Betel is a district of Paulínia, located 5 km to the East of Paulínia downtown, bordering the Campinas district of Barão Geraldo. Its area is about 49.5 km2 and it had a population of 6,242 at the time of the 2010 IBGE census. In 1993, the region was part of the district of Barão Geraldo in Campinas. That year, a referendum concerning its accession to Paulínia was held, as Betel was economically very attached to the city; the population voted to join the Paulínia municipality,  which subsequently expanded in area.

History 
The region of Betel began to be populated around the year 1889, when the Funilense Railroad was built. The railroad was a milestone for the settlement of Barão Geraldo and Betel. Betel was then a part of Barão Geraldo. In 1950 the Alvorada Parque neighborhood was founded, slowly expanding towards the region of the Constant Pavan Avenue. As Betel grew, it approached the city of Paulínia. In 1993, a plebiscite was held on the accession of Betel to Paulínia; 73.5% of 441 registered voters voted in favor of it, and Betel became a district of Paulínia.

Neighborhoods of Betel 
By 1993 Betel included two neighborhoods: Alvorada Parque and Okinawa. After that year, due to the intense urban growth, new neighborhoods appeared in the district. Currently there are 18 neighborhoods in Betel, condominiums and urban centers:

 Boa Esperança
 Business Center
 Centro Empresarial nossa Senhora de Fátima
 Condomínio Santa Izabel
 Fazenda do Deserto
 Greenville
 Jardim Ivone Alegre
 Morro Azul
 Moradas de Betel
 Okinawa
 Parque das Indústrias
 Polo de Ensino Profissional
 Porto do Sol
 Residencial das Paineiras
 Residencial Manacás
 Sítio Bonomi
 Unicamp (CPQBA)
 Vila Alvorada Parque

The population is concentrated in the Alvorada Parque and the Parque das Indústrias, which is located in the main shopping district.

Urban Organization 

In Betel there are three main avenues: 
 Alexandre Cazellatto Avenue, that connects the neighborhood Alvorada Parque to neighborhoods Parque das Indústrias and the Residencial Paineiras, near the Rodovia Doutor Roberto Moreira or PLN 010. 
 Constant Pavan Avenue, connecting the neighborhood Alvorada Parque to neighborhood Business Center and Nossa Senhora de Fátima, in PLN 010. 
 Professor Benedito Montenegro Avenue, connecting the avenues Alexandre Cazellatto and Constant Pavan and the region of Irene Karcher Avenue, the main core of industrialization of Betel.

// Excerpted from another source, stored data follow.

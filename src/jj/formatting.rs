//! Grammar formatter
//!
//! Re-derives all whitespace of a grammar file from its token stream in a single forward
//! pass. Spaces, line breaks and indentation in the source are not kept, with two
//! exceptions: comments are copied verbatim, and a line break in the source survives as a
//! single line break when no rule asks for one already.
//!
//! Structure:
//!     - [context]: where the current token sits (header or body, lookahead constraints,
//!       for headers, JJTree node annotations, brace depth, grammar blocks, angle groups)
//!     - [layout]: the line break, indent and spacing rules for a token pair
//!     - [output]: line range gating of the result
//!     - [session]: the pass itself, tying the above together
//!     - [scan]: forward scans used by context and layout
//!
//! Line Ranges
//!
//!     A caller replacing part of a document asks for a [LineRange]. The pass still starts
//!     at the first token so the context is right when the range begins; only the output
//!     is restricted to tokens and comments lying entirely inside the range.

mod context;
mod layout;
mod output;
pub mod scan;
mod session;

use crate::jj::lexing::{tokenize, LexError};
use crate::jj::token::TokenStream;
use session::Session;
use std::fmt;

/// Options of a format call
#[derive(Debug, Clone, PartialEq, Eq)]
pub struct FormatOptions {
    /// Written for every line break
    pub line_delimiter: String,
    /// One level of indentation
    pub indent_unit: String,
}

impl FormatOptions {
    pub fn new(line_delimiter: impl Into<String>, indent_unit: impl Into<String>) -> Self {
        FormatOptions {
            line_delimiter: line_delimiter.into(),
            indent_unit: indent_unit.into(),
        }
    }
}

impl Default for FormatOptions {
    fn default() -> Self {
        FormatOptions::new("\n", "\t")
    }
}

/// An inclusive, 1-based range of source lines
#[derive(Debug, Clone, Copy, PartialEq, Eq)]
pub struct LineRange {
    pub first: usize,
    pub last: usize,
}

impl LineRange {
    /// `first` is raised to 1 and `last` to `first` when out of order
    pub fn new(first: usize, last: usize) -> Self {
        let first = first.max(1);
        LineRange {
            first,
            last: last.max(first),
        }
    }

    /// The whole document
    pub fn all() -> Self {
        LineRange {
            first: 1,
            last: usize::MAX,
        }
    }

    /// Whether the span `begin..=end` lies inside the range
    pub fn contains(&self, begin: usize, end: usize) -> bool {
        begin >= self.first && end <= self.last
    }
}

impl Default for LineRange {
    fn default() -> Self {
        Self::all()
    }
}

/// Error that can occur during formatting
#[derive(Debug, Clone, PartialEq, Eq)]
pub enum FormatError {
    /// The stream holds no token at all
    NoFirstToken,
    /// The source could not be tokenized
    Lex(LexError),
}

impl fmt::Display for FormatError {
    fn fmt(&self, f: &mut fmt::Formatter<'_>) -> fmt::Result {
        match self {
            FormatError::NoFirstToken => write!(f, "nothing to format: no first token"),
            FormatError::Lex(err) => write!(f, "cannot tokenize: {err}"),
        }
    }
}

impl std::error::Error for FormatError {
    fn source(&self) -> Option<&(dyn std::error::Error + 'static)> {
        match self {
            FormatError::NoFirstToken => None,
            FormatError::Lex(err) => Some(err),
        }
    }
}

impl From<LexError> for FormatError {
    fn from(err: LexError) -> Self {
        FormatError::Lex(err)
    }
}

/// Format a token stream, returning the text for the lines in `range`
pub fn format(
    stream: &TokenStream,
    options: &FormatOptions,
    range: LineRange,
) -> Result<String, FormatError> {
    if stream.first().is_none() {
        return Err(FormatError::NoFirstToken);
    }
    log::debug!(
        "formatting {} tokens, lines {}..={}",
        stream.len(),
        range.first,
        range.last
    );
    Ok(Session::new(stream, options, range).run())
}

/// Tokenize and format grammar source text
pub fn format_source(
    source: &str,
    options: &FormatOptions,
    range: LineRange,
) -> Result<String, FormatError> {
    let stream = tokenize(source)?;
    format(&stream, options, range)
}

Besides the above avenues, there are a number of secondary roads, which are:

 Avenida Armando Botasso Street
 Avenida Irene Karcher Avenue
 Avenida Maria Estéfano Maluf Avenue
 Avenida 1 – Business Center
 Avenida 2 – Parque das Indústrias
 Estrada do Morro Azul
 PLN 393
 PLN 464

Educational Center 
Betel is located in a center of vocational schools as composed of the ETEP, the SENAI, the CEFUP-Training Center of Public officials Paulínia as well as School Professor Domingos de Araújo, among others.

PLN 393 is located in the CPQBA (Center Multidisciplinary Research Chemical, Biological and Agricultural) of Unicamp, which conducts scientific and technological research.

Economy 
Betel is a major industrial center, being the second largest of Paulínia after the Replan region. Companies like Heringer, Galvani, Rhodia and Purina maintain industrial operations in Betel, which have seen increased pollution levels and subsequent environmental problems.